MATERIAL FOR THIS EXERCISE -
▬▬▬▬▬▬

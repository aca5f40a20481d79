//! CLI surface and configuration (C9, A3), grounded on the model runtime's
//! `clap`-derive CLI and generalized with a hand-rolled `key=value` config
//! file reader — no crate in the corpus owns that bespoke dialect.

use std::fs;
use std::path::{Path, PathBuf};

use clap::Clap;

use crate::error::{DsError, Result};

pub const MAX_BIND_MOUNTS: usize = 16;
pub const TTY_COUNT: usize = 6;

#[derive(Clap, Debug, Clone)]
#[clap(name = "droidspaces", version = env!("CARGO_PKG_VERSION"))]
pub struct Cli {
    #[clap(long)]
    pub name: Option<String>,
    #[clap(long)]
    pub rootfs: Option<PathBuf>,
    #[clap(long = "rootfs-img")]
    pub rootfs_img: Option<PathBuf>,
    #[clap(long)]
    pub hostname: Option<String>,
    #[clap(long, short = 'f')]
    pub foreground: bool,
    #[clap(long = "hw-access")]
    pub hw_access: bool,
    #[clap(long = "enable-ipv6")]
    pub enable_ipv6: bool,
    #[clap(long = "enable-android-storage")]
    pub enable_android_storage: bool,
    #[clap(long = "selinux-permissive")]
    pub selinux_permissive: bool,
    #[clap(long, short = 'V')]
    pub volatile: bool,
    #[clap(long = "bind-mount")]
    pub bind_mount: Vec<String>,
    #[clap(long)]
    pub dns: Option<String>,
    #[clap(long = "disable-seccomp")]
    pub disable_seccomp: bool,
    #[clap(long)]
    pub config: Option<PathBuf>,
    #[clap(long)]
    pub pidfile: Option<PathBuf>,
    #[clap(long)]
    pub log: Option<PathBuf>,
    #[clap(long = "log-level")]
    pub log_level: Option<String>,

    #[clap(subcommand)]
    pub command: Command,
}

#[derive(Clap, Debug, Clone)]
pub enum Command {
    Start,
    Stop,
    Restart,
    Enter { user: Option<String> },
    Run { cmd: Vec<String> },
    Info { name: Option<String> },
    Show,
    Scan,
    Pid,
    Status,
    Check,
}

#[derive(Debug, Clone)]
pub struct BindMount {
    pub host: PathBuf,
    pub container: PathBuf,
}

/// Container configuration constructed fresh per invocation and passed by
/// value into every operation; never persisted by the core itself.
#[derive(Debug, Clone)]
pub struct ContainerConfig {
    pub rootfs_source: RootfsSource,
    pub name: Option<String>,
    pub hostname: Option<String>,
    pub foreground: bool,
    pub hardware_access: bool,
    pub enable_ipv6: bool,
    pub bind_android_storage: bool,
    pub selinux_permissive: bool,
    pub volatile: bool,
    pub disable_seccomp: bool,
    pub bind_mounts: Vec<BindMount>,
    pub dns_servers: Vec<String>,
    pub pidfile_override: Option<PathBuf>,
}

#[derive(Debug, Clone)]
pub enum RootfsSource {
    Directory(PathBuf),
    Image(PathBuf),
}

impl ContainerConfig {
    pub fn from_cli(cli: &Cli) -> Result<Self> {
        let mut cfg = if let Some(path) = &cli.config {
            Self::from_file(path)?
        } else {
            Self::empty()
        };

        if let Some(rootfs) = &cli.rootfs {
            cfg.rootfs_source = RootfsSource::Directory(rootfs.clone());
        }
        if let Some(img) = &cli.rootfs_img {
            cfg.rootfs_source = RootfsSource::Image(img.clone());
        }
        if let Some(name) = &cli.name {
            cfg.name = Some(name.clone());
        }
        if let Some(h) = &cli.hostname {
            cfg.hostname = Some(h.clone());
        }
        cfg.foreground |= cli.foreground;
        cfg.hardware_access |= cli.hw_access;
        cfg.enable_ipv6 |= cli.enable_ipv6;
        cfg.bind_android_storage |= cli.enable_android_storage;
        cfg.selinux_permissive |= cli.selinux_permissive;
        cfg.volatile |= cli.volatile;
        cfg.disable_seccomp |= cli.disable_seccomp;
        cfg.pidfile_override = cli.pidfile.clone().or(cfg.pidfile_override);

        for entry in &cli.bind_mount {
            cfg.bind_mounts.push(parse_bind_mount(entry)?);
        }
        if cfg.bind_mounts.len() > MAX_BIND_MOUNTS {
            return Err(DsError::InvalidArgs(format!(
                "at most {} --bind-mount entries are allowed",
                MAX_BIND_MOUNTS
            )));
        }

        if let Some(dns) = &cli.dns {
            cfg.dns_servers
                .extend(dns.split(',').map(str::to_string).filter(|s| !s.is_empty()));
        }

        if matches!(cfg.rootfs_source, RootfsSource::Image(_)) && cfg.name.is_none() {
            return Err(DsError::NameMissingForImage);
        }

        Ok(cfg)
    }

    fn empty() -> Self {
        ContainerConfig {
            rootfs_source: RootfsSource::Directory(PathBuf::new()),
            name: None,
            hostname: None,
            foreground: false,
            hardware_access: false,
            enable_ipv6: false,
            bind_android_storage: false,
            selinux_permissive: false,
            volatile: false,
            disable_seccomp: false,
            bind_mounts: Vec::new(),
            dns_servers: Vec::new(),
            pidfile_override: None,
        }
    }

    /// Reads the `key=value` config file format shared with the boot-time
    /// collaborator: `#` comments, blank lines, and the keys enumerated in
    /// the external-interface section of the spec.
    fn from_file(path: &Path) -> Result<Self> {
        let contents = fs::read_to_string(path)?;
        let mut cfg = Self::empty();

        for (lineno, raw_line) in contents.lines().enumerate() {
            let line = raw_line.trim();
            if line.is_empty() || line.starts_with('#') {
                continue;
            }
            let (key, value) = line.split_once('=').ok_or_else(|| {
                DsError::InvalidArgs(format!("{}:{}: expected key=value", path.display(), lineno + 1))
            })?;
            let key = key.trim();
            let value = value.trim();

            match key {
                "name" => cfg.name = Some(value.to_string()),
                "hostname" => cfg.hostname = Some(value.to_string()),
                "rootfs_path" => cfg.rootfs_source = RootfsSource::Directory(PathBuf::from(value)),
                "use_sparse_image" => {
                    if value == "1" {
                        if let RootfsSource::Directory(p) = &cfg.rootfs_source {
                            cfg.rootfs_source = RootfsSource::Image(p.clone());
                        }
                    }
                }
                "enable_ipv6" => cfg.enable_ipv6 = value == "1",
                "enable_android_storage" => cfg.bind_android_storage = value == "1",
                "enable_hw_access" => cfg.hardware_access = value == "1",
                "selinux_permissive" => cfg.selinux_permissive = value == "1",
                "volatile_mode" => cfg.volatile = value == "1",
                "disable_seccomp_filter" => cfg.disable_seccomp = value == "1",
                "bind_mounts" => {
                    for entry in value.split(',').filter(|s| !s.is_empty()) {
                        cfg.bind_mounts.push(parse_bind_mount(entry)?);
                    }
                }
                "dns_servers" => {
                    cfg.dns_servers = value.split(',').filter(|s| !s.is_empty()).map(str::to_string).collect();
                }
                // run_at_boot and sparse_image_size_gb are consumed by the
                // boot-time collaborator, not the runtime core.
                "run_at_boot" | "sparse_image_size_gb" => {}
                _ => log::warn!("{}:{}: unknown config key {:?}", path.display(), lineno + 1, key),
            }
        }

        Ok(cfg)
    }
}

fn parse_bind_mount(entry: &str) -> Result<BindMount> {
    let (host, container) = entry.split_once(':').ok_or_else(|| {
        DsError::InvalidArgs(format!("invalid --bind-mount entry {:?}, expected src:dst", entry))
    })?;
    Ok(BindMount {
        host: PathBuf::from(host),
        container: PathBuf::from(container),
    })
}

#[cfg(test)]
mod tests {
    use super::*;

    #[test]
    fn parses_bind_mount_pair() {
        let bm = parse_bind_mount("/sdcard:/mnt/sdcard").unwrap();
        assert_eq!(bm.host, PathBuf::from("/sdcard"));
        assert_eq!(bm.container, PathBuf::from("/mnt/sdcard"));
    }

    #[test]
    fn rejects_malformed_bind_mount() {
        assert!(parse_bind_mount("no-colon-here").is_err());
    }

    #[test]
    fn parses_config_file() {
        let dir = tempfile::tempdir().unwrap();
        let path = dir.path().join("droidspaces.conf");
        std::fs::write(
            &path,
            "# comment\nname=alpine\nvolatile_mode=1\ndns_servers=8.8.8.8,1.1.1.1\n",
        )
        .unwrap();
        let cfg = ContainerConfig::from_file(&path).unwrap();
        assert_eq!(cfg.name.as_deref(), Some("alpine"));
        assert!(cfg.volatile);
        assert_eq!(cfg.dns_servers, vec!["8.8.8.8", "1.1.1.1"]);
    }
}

▬▬▬▬▬▬

TASK DIRECTIONS -
Your answer should be a single number, namely how many lines of the data above hold "core".

SOLUTION TO THE EXERCISE -
2